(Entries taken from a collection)
┏━━

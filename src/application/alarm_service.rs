// Alarm service - Use case for reading and writing the alarm-clock settings
use crate::application::device_config_repository::{DeviceConfigError, DeviceConfigRepository};
use crate::domain::alarm::{validate_sunrise, AlarmConfig, AlarmTime, ValidationError};
use std::sync::Arc;
use thiserror::Error;

#[derive(Debug, Error)]
pub enum AlarmError {
    #[error(transparent)]
    Invalid(#[from] ValidationError),
    #[error(transparent)]
    Device(#[from] DeviceConfigError),
}

#[derive(Clone)]
pub struct AlarmService {
    repository: Arc<dyn DeviceConfigRepository>,
}

impl AlarmService {
    pub fn new(repository: Arc<dyn DeviceConfigRepository>) -> Self {
        Self { repository }
    }

    pub async fn get_alarm(&self) -> Result<AlarmConfig, AlarmError> {
        Ok(self.repository.get_alarm().await?)
    }

    /// Validate the time selection, then push it to the device.
    /// Nothing is sent when validation fails.
    pub async fn set_alarm(&self, time: &str, sunrise: u32) -> Result<AlarmTime, AlarmError> {
        let alarm_time = AlarmTime::parse(time)?;
        let sunrise = validate_sunrise(sunrise)?;

        self.repository
            .put_alarm(alarm_time.hours, alarm_time.minutes, sunrise)
            .await?;

        tracing::info!(
            hours = alarm_time.hours,
            minutes = alarm_time.minutes,
            sunrise,
            "Alarm updated"
        );
        Ok(alarm_time)
    }

    pub async fn set_enabled(&self, enabled: bool) -> Result<(), AlarmError> {
        self.repository.put_enabled(enabled).await?;
        tracing::info!(enabled, "Alarm enable flag updated");
        Ok(())
    }
}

┗━━

## Exercise directions
Set down the records again in full. Match them exactly.

## Answer space
filename src/application/alarm_service.rs
// Alarm service - Use case for reading and writing the alarm-clock settings
use crate::application::device_config_repository::{DeviceConfigError, DeviceConfigRepository};
use crate::domain::alarm::{validate_sunrise, AlarmConfig, AlarmTime, ValidationError};
use std::sync::Arc;
use thiserror::Error;

#[derive(Debug, Error)]
pub enum AlarmError {
    #[error(transparent)]
    Invalid(#[from] ValidationError),
    #[error(transparent)]
    Device(#[from] DeviceConfigError),
}

#[derive(Clone)]
pub struct AlarmService {
    repository: Arc<dyn DeviceConfigRepository>,
}

impl AlarmService {
    pub fn new(repository: Arc<dyn DeviceConfigRepository>) -> Self {
        Self { repository }
    }

    pub async fn get_alarm(&self) -> Result<AlarmConfig, AlarmError> {
        Ok(self.repository.get_alarm().await?)
    }

    /// Validate the time selection, then push it to the device.
    /// Nothing is sent when validation fails.
    pub async fn set_alarm(&self, time: &str, sunrise: u32) -> Result<AlarmTime, AlarmError> {
        let alarm_time = AlarmTime::parse(time)?;
        let sunrise = validate_sunrise(sunrise)?;

        self.repository
            .put_alarm(alarm_time.hours, alarm_time.minutes, sunrise)
            .await?;

        tracing::info!(
            hours = alarm_time.hours,
            minutes = alarm_time.minutes,
            sunrise,
            "Alarm updated"
        );
        Ok(alarm_time)
    }

    pub async fn set_enabled(&self, enabled: bool) -> Result<(), AlarmError> {
        self.repository.put_enabled(enabled).await?;
        tracing::info!(enabled, "Alarm enable flag updated");
        Ok(())
    }
}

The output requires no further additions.